A Classic Theological Quandary: Baptism

Question: what theological issue has been debated amongst Christians for millennia without a clear winner? Of course, there are many. But one in particular has caused such heated disagreement throughout Church history that people have died for their convictions (and not always due to drowning): baptism.

Plenty has been written on both sides of the debate. If you want to dive deep into the rich theological dialogue of the past century, you should to consider investing in the 42-volume Classic Studies in Baptism collection. This immense array of resources dates from an earlier period of theological debate, but is no less useful for that, especially considering your ability to mine these treasures using the powerful tools within Logos 8.

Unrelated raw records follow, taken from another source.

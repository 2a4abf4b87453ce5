//! Configuration error types

use thiserror::Error;

/// Configuration result type
pub type ConfigResult<T> = Result<T, ConfigError>;

/// Configuration errors
#[derive(Error, Debug)]
pub enum ConfigError {
    /// IO error reading or writing a configuration file
    #[error("Failed to access config file: {0}")]
    FileError(#[from] std::io::Error),

    /// YAML parsing error
    #[error("Failed to parse config: {0}")]
    ParseError(#[from] serde_yaml::Error),

    /// Environment variable error
    #[error("Environment variable error: {0}")]
    EnvError(String),

    /// Domain-specific configuration error
    #[error("Domain configuration error in {domain}: {message}")]
    DomainError { domain: String, message: String },
}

In fact, some of the most important works on baptism were written in the latter half of the 19th century, discussing all the topics we still argue over today. Should we use immersion, sprinkling, pouring, or dipping? Who qualifies? Babies, children, adults only, church members only, deathbed ceremonies? What is the significance, the symbolism, the function, the precedence, the history of interpretation? Find it all here in this collection, fully tagged and searchable through the powerful tools in Logos Bible Software.

Bidding is currently open on the Baptism collection, which means you propose the price you are willing to pay. But you have to do it soon before the price is set during pre-pub.

(And really, if for no other reason, you should get these resources to discuss the header picture; you can’t dismiss sprinkling just because of men riding fish.)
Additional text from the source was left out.